And it wasn’t just that Dave, Skip and Jim would all allow me to attend practices in a time that most practices from Syracuse to Miami were shuttered and locked down. Not only was I invited, I was made most welcome. If I’d miss a day or two, they’d wonder where the hell I’d been.

And because of this arrangement I got to know Dave, Skip and Jim. Beyond that, I got to know their assistant coaches and their staff right on down to the managers.

Most important, I got to know their players.

To my mind, I never wrote better because I had so much to write. And I have to think that the real winners were the readers of the Winston-Salem Journal, as well as the football and basketball programs at Wake.

I always thought it was such a sensible approach at Wake, a small private school wedged in the shadow of larger and more prominent institutions that was always struggling for oxygen on the sports pages and sports casts from the Triad to the Triangle.

Which is why I once asked Ron Wellman, Wake’s director of athletics, if a coach’s ability to relate to the media and the fans was taken into account when he went searching for someone to lead his football and basketball programs.

“It’s not the first consideration,’’ Wellman replied. “The first consideration is that we find a coach who can win.

“But it is a consideration.’’

Watching Wake once again assume the fetal position at Florida State last night – while giving up baskets on 21 of the Seminoles’ final 29 possessions to get undressed 88-66 – reminded me for not the first time how right a man can be at one stage of his tenure and how wrong at another.

In his last two cracks at hiring a basketball coach, Wellman landed coaches who whiffed so wildly on both of his criteria. Neither Jeff Bzdelik nor Danny Manning could/can win, and neither showed any real regard for those around them.

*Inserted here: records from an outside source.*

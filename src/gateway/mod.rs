//! Asynchronous training on a bounded worker pool
//!
//! [`TrainingGateway`] moves a training request onto a rayon worker and
//! reports the outcome back through a completion channel. Callbacks never
//! run on a worker: they are invoked on the thread that owns the gateway,
//! exactly once per job, from [`TrainingGateway::dispatch_completions`],
//! [`TrainingGateway::wait_next`] or [`TrainingGateway::wait_all`].
//!
//! ```rust,no_run
//! use autosvm::gateway::{GatewayConfig, SharedSvm, TrainingGateway};
//! use autosvm::{CrossValidationConfig, LibSvmReader, Svm};
//! use std::sync::Arc;
//!
//! # fn main() -> autosvm::Result<()> {
//! let data = Arc::new(LibSvmReader::new().load_file("data.libsvm")?);
//! let model = SharedSvm::new(Svm::new());
//!
//! let mut gateway = TrainingGateway::new(GatewayConfig::default())?;
//! gateway.train_auto_async(&model, data, CrossValidationConfig::default(), |outcome| {
//!     println!("finished: {:?}", outcome);
//! })?;
//! gateway.wait_all();
//! # Ok(())
//! # }
//! ```

pub mod request;
pub mod shared;

pub use self::request::{TrainInput, TrainRequest};
pub use self::shared::SharedSvm;

use crate::autotune::CrossValidationConfig;
use crate::core::{Result, SVMError, SampleLayout, TrainFlags};
use crate::data::TrainData;
use log::{debug, info, warn};
use ndarray::Array2;
use std::any::Any;
use std::collections::HashMap;
use std::fmt;
use std::panic::{catch_unwind, AssertUnwindSafe};
use std::sync::mpsc::{channel, Receiver, Sender};
use std::sync::Arc;

/// Upper bound of the default worker count
const MAX_DEFAULT_WORKERS: usize = 4;

/// Gateway configuration
#[derive(Debug, Clone, Copy, PartialEq, Eq)]
pub struct GatewayConfig {
    /// Number of worker threads
    pub workers: usize,
}

impl Default for GatewayConfig {
    fn default() -> Self {
        let available = std::thread::available_parallelism().map_or(1, |n| n.get());
        Self {
            workers: available.min(MAX_DEFAULT_WORKERS),
        }
    }
}

impl GatewayConfig {
    pub fn with_workers(mut self, workers: usize) -> Self {
        self.workers = workers;
        self
    }
}

/// Identifier of a submitted job, unique per gateway
#[derive(Debug, Clone, Copy, PartialEq, Eq, Hash, PartialOrd, Ord)]
pub struct JobId(u64);

impl fmt::Display for JobId {
    fn fmt(&self, f: &mut fmt::Formatter<'_>) -> fmt::Result {
        write!(f, "job-{}", self.0)
    }
}

type Completion = (JobId, Result<bool>);
type Callback = Box<dyn FnOnce(Result<bool>)>;

/// Runs training requests on a worker pool and delivers completions
///
/// Callbacks are not required to be `Send`, so the gateway stays on the
/// thread that created it.
pub struct TrainingGateway {
    pool: rayon::ThreadPool,
    sender: Sender<Completion>,
    receiver: Receiver<Completion>,
    callbacks: HashMap<JobId, Callback>,
    next_id: u64,
    closed: bool,
}

impl fmt::Debug for TrainingGateway {
    fn fmt(&self, f: &mut fmt::Formatter<'_>) -> fmt::Result {
        f.debug_struct("TrainingGateway")
            .field("workers", &self.pool.current_num_threads())
            .field("pending", &self.callbacks.len())
            .field("closed", &self.closed)
            .finish()
    }
}

fn panic_message(payload: &(dyn Any + Send)) -> String {
    if let Some(s) = payload.downcast_ref::<&str>() {
        (*s).to_string()
    } else if let Some(s) = payload.downcast_ref::<String>() {
        s.clone()
    } else {
        "unknown panic payload".to_string()
    }
}

impl TrainingGateway {
    pub fn new(config: GatewayConfig) -> Result<Self> {
        if config.workers == 0 {
            return Err(SVMError::InvalidArgument(
                "gateway needs at least one worker".to_string(),
            ));
        }
        let pool = rayon::ThreadPoolBuilder::new()
            .num_threads(config.workers)
            .thread_name(|i| format!("autosvm-worker-{i}"))
            .build()
            .map_err(|e| SVMError::InvalidArgument(format!("cannot start worker pool: {e}")))?;
        let (sender, receiver) = channel();

        info!("Training gateway started with {} workers", config.workers);
        Ok(Self {
            pool,
            sender,
            receiver,
            callbacks: HashMap::new(),
            next_id: 0,
            closed: false,
        })
    }

    /// Number of worker threads
    pub fn workers(&self) -> usize {
        self.pool.current_num_threads()
    }

    /// Jobs whose callback has not run yet
    pub fn pending(&self) -> usize {
        self.callbacks.len()
    }

    pub fn is_closed(&self) -> bool {
        self.closed
    }

    /// Stop accepting jobs; already submitted jobs still complete
    pub fn close(&mut self) {
        if !self.closed {
            info!("Training gateway closed with {} jobs pending", self.pending());
            self.closed = true;
        }
    }

    /// Queue `request` against `model` and return immediately
    pub fn submit<F>(
        &mut self,
        model: &SharedSvm,
        request: TrainRequest,
        on_complete: F,
    ) -> Result<JobId>
    where
        F: FnOnce(Result<bool>) + 'static,
    {
        let kind = request.kind();
        let model = model.clone();
        let id = self.spawn(
            kind,
            move || {
                let mut svm = model.lock();
                request.execute(&mut svm)
            },
            on_complete,
        )?;
        debug!("Submitted {} as {}", kind, id);
        Ok(id)
    }

    fn spawn<J, F>(&mut self, kind: &'static str, job: J, on_complete: F) -> Result<JobId>
    where
        J: FnOnce() -> Result<bool> + Send + 'static,
        F: FnOnce(Result<bool>) + 'static,
    {
        if self.closed {
            return Err(SVMError::GatewayClosed);
        }
        let id = JobId(self.next_id);
        self.next_id += 1;
        self.callbacks.insert(id, Box::new(on_complete));

        let sender = self.sender.clone();
        self.pool.spawn(move || {
            let outcome = catch_unwind(AssertUnwindSafe(job)).unwrap_or_else(|payload| {
                let msg = panic_message(payload.as_ref());
                warn!("{} ({}) panicked: {}", id, kind, msg);
                Err(SVMError::WorkerPanicked(msg))
            });
            // The receiver only disappears with the gateway
            let _ = sender.send((id, outcome));
        });
        Ok(id)
    }

    /// Train on the train subset of a shared dataset
    pub fn train_async<F>(
        &mut self,
        model: &SharedSvm,
        data: Arc<TrainData>,
        flags: TrainFlags,
        on_complete: F,
    ) -> Result<JobId>
    where
        F: FnOnce(Result<bool>) + 'static,
    {
        self.submit(model, TrainRequest::dataset(data, flags), on_complete)
    }

    /// Train on matrices moved into the job
    pub fn train_matrices_async<F>(
        &mut self,
        model: &SharedSvm,
        samples: Array2<f64>,
        layout: SampleLayout,
        responses: Array2<f64>,
        on_complete: F,
    ) -> Result<JobId>
    where
        F: FnOnce(Result<bool>) + 'static,
    {
        self.submit(
            model,
            TrainRequest::matrices(samples, layout, responses),
            on_complete,
        )
    }

    /// Grid search and final training on a worker
    pub fn train_auto_async<F>(
        &mut self,
        model: &SharedSvm,
        data: Arc<TrainData>,
        config: CrossValidationConfig,
        on_complete: F,
    ) -> Result<JobId>
    where
        F: FnOnce(Result<bool>) + 'static,
    {
        self.submit(model, TrainRequest::auto(data, config), on_complete)
    }

    fn deliver(&mut self, (id, outcome): Completion) -> Option<JobId> {
        let callback = self.callbacks.remove(&id)?;
        match &outcome {
            Ok(converged) => debug!("{} finished (converged: {})", id, converged),
            Err(e) => debug!("{} failed: {}", id, e),
        }
        callback(outcome);
        Some(id)
    }

    /// Run callbacks of every job that has already finished; never blocks
    pub fn dispatch_completions(&mut self) -> usize {
        let mut delivered = 0;
        while let Ok(completion) = self.receiver.try_recv() {
            if self.deliver(completion).is_some() {
                delivered += 1;
            }
        }
        delivered
    }

    /// Block until one job finishes and run its callback
    ///
    /// Returns `None` when nothing is pending.
    pub fn wait_next(&mut self) -> Option<JobId> {
        while !self.callbacks.is_empty() {
            let completion = self.receiver.recv().ok()?;
            if let Some(id) = self.deliver(completion) {
                return Some(id);
            }
        }
        None
    }

    /// Block until every submitted job has delivered its completion
    pub fn wait_all(&mut self) -> usize {
        let mut delivered = 0;
        while self.wait_next().is_some() {
            delivered += 1;
        }
        delivered
    }
}

impl Drop for TrainingGateway {
    fn drop(&mut self) {
        if self.callbacks.is_empty() {
            return;
        }
        info!(
            "Waiting for {} running jobs before shutting down the gateway",
            self.callbacks.len()
        );
        // Wait for the workers; undelivered callbacks are discarded
        while !self.callbacks.is_empty() {
            match self.receiver.recv() {
                Ok((id, _)) => {
                    self.callbacks.remove(&id);
                }
                Err(_) => break,
            }
        }
    }
}

#[cfg(test)]
mod tests {
    use super::*;
    use crate::api::Svm;
    use crate::core::StatModel;
    use ndarray::array;
    use std::cell::RefCell;
    use std::rc::Rc;
    use std::sync::mpsc;

    fn gateway(workers: usize) -> TrainingGateway {
        TrainingGateway::new(GatewayConfig::default().with_workers(workers)).expect("pool starts")
    }

    fn tiny_data() -> Arc<TrainData> {
        Arc::new(
            TrainData::new(
                array![[0.0, 0.0], [0.2, 0.1], [2.0, 2.0], [2.2, 1.9]],
                SampleLayout::Row,
                array![0.0, 0.0, 1.0, 1.0],
            )
            .expect("valid dataset"),
        )
    }

    #[test]
    fn test_default_config_is_bounded() {
        let config = GatewayConfig::default();
        assert!(config.workers >= 1);
        assert!(config.workers <= MAX_DEFAULT_WORKERS);
        assert!(matches!(
            TrainingGateway::new(config.with_workers(0)),
            Err(SVMError::InvalidArgument(_))
        ));
    }

    #[test]
    fn test_callback_runs_on_owner_thread() {
        let mut gw = gateway(2);
        let model = SharedSvm::new(Svm::new());
        let owner = std::thread::current().id();
        let seen = Rc::new(RefCell::new(Vec::new()));

        let sink = Rc::clone(&seen);
        let id = gw
            .train_async(&model, tiny_data(), TrainFlags::NONE, move |outcome| {
                assert_eq!(std::thread::current().id(), owner);
                sink.borrow_mut().push(outcome.is_ok());
            })
            .expect("submitted");

        assert_eq!(gw.pending(), 1);
        assert_eq!(gw.wait_next(), Some(id));
        assert_eq!(gw.pending(), 0);
        assert_eq!(*seen.borrow(), vec![true]);
        assert!(model.with(|svm| svm.is_trained()));
        assert_eq!(gw.wait_next(), None);
    }

    #[test]
    fn test_errors_are_delivered() {
        let mut gw = gateway(1);
        let model = SharedSvm::new(Svm::new());
        let result = Rc::new(RefCell::new(None));

        let sink = Rc::clone(&result);
        gw.train_async(&model, tiny_data(), TrainFlags::UPDATE_MODEL, move |outcome| {
            *sink.borrow_mut() = Some(outcome);
        })
        .expect("submitted");
        gw.wait_all();

        assert!(matches!(
            result.borrow_mut().take(),
            Some(Err(SVMError::UnsupportedOperation(_)))
        ));
        assert!(!model.with(|svm| svm.is_trained()));
    }

    #[test]
    fn test_panics_become_worker_panicked() {
        let mut gw = gateway(1);
        let result = Rc::new(RefCell::new(None));

        let sink = Rc::clone(&result);
        gw.spawn("test", || panic!("boom"), move |outcome| {
            *sink.borrow_mut() = Some(outcome);
        })
        .expect("submitted");
        assert_eq!(gw.wait_all(), 1);

        let outcome = result.borrow_mut().take();
        match outcome {
            Some(Err(SVMError::WorkerPanicked(msg))) => assert_eq!(msg, "boom"),
            other => panic!("unexpected outcome {:?}", other.map(|r| r.is_ok())),
        }
    }

    #[test]
    fn test_dispatch_completions_does_not_block() {
        let mut gw = gateway(1);
        let (release, gate) = mpsc::channel::<()>();
        let count = Rc::new(RefCell::new(0));

        let sink = Rc::clone(&count);
        gw.spawn(
            "test",
            move || {
                gate.recv().ok();
                Ok(true)
            },
            move |_| *sink.borrow_mut() += 1,
        )
        .expect("submitted");

        assert_eq!(gw.dispatch_completions(), 0);
        assert_eq!(*count.borrow(), 0);

        release.send(()).unwrap();
        gw.wait_all();
        assert_eq!(*count.borrow(), 1);
    }

    #[test]
    fn test_closed_gateway_rejects_jobs() {
        let mut gw = gateway(1);
        let model = SharedSvm::new(Svm::new());
        gw.close();
        assert!(gw.is_closed());
        assert!(matches!(
            gw.train_async(&model, tiny_data(), TrainFlags::NONE, |_| {}),
            Err(SVMError::GatewayClosed)
        ));
        assert_eq!(gw.pending(), 0);
    }

    #[test]
    fn test_job_ids_are_unique() {
        let mut gw = gateway(2);
        let a = SharedSvm::new(Svm::new());
        let b = SharedSvm::new(Svm::new());
        let first = gw
            .train_async(&a, tiny_data(), TrainFlags::NONE, |_| {})
            .unwrap();
        let second = gw
            .train_async(&b, tiny_data(), TrainFlags::NONE, |_| {})
            .unwrap();
        assert_ne!(first, second);
        assert_eq!(gw.wait_all(), 2);
    }
}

The difference is I got to know Jeff, and actually got to like him. His inability to connect with the media and the fans, in my mind, had more to do with his innate awkwardness and conspicuous lack of social skills. But we had a number of really pleasant one-on-one conversations, particularly when talking about such subjects as music and family.

I wish I could say I got to know Danny in the three seasons I covered him, but, alas, I can’t. And in talking with others around the department, I’m convinced the problem was not mine.

The best word I can use to describe Danny Manning is private. I could go with aloof, or remote, or maybe even standoffish. But what I read most is indifference. He comes across as indifferent to the wants and needs of those around him.

The day he arrived he pulled the shutters down around his program and made it as clear as a sunny Valentine’s Day that there was a line that was not to be crossed.

Now don’t get me wrong. Dave and Jim and Skip had their lines that were not to be crossed as well. But theirs seemed to be established for the good of their programs while Danny’s line seems to be for the good of Danny Manning.

Most of you folks reading this are fans of Wake. You tell me. Do you feel any connection with Danny Manning, anything close to the connection you felt with Skip or Jim or Dave?

The results, as I see them, are at least three-fold.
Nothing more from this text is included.